[Dataset entries]
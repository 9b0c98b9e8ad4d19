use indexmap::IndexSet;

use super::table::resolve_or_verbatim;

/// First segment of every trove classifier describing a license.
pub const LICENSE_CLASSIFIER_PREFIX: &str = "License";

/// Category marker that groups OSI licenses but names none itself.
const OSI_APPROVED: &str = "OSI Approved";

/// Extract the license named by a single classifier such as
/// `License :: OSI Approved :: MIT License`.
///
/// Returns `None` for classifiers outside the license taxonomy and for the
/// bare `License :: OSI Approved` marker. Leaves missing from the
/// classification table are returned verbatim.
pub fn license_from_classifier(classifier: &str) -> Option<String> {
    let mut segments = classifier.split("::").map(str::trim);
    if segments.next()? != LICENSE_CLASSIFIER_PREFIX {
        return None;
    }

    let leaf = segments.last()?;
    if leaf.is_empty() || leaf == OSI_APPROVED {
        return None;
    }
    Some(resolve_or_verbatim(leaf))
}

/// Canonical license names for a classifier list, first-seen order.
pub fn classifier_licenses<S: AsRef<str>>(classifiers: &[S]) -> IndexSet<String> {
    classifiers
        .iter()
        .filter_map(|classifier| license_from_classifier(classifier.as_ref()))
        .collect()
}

...

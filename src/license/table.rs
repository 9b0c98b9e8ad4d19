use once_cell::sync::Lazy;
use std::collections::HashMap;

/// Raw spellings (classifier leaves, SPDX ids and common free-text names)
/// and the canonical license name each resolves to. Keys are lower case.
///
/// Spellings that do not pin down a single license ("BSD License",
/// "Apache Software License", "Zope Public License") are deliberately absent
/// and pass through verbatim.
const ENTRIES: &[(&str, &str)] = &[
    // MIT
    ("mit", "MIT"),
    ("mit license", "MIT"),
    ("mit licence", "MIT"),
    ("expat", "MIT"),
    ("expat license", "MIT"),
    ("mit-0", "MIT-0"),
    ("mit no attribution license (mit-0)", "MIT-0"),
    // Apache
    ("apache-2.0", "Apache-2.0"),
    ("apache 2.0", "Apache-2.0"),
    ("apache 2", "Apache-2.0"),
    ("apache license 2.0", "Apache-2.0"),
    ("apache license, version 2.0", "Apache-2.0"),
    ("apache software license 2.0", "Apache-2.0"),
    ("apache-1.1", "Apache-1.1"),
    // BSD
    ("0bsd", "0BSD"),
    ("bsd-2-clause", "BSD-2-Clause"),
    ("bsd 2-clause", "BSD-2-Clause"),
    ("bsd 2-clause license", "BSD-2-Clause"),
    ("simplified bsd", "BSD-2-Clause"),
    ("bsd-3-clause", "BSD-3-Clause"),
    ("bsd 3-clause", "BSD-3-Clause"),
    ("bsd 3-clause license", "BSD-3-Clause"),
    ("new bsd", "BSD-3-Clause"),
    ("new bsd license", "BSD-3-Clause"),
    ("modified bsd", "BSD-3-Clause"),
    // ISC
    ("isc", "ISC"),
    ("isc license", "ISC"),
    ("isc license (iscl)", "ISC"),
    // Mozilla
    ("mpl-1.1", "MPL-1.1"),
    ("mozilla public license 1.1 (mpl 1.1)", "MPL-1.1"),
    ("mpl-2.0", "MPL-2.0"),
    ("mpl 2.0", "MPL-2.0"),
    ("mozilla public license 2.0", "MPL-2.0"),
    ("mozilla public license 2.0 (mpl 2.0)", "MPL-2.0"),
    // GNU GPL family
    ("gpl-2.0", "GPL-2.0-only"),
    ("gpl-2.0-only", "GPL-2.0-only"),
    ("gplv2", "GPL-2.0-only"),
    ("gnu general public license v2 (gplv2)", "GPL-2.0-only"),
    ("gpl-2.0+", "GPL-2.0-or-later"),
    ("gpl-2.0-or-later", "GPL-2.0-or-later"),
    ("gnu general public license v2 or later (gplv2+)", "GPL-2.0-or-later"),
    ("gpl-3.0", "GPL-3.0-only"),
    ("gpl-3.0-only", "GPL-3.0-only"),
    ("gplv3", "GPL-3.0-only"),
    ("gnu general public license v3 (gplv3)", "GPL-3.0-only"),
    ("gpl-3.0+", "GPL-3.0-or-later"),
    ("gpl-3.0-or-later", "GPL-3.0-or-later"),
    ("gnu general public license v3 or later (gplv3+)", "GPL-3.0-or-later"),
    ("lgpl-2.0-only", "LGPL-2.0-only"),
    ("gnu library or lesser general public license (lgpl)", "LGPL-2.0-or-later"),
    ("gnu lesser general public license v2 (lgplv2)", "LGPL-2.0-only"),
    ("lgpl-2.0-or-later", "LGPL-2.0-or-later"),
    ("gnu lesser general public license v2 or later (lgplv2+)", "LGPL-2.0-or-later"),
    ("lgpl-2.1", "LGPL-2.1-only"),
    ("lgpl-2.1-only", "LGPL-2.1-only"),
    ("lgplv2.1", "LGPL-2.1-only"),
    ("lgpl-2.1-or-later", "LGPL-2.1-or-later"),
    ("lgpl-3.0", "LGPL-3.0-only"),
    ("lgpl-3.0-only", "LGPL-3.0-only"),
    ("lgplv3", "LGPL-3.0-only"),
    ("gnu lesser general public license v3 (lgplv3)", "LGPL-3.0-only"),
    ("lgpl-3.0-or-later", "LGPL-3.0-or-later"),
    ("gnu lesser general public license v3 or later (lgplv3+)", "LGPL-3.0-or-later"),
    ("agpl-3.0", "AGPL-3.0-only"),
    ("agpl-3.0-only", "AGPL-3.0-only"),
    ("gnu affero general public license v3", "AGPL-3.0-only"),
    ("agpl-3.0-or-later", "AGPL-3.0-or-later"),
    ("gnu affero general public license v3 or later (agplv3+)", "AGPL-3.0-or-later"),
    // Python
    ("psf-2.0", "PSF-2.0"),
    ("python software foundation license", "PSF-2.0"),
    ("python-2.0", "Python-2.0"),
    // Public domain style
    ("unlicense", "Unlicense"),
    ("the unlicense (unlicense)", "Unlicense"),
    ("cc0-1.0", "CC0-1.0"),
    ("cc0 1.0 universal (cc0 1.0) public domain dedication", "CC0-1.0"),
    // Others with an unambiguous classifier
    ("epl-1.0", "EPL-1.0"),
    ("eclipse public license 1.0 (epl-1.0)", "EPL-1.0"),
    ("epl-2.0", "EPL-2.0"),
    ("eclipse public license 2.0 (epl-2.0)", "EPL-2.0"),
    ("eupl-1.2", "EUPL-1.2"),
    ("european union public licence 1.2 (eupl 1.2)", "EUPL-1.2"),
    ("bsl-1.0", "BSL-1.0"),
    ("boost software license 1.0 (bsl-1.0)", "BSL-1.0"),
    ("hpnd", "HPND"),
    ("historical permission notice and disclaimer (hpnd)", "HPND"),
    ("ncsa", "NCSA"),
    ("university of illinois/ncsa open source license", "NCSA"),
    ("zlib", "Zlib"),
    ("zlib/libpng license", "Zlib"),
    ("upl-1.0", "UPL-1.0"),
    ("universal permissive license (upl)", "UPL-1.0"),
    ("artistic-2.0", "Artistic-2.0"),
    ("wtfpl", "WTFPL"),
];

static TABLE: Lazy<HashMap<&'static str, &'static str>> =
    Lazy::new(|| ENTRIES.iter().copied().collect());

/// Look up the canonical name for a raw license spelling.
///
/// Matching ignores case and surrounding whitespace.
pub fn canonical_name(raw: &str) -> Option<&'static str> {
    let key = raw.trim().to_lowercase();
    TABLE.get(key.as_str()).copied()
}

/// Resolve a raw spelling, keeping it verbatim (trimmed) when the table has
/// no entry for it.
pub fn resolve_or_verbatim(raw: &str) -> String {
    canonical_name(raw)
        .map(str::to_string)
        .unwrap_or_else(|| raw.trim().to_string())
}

* * *

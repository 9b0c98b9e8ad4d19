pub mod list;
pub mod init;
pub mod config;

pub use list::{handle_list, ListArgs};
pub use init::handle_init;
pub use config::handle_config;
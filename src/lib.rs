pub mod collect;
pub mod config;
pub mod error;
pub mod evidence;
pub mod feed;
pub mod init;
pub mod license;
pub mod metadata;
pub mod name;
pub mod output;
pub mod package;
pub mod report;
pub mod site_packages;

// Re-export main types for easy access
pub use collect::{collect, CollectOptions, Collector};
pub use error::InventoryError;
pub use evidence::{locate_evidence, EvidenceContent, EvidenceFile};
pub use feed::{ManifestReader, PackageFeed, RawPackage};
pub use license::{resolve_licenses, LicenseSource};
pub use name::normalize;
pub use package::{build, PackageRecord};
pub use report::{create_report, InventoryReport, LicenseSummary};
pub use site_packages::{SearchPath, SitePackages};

Exercise requirements: Check each line of the entries, and copy the ones that contain "evidence".

Result of this task:
pub mod evidence;
pub use evidence::{locate_evidence, EvidenceContent, EvidenceFile};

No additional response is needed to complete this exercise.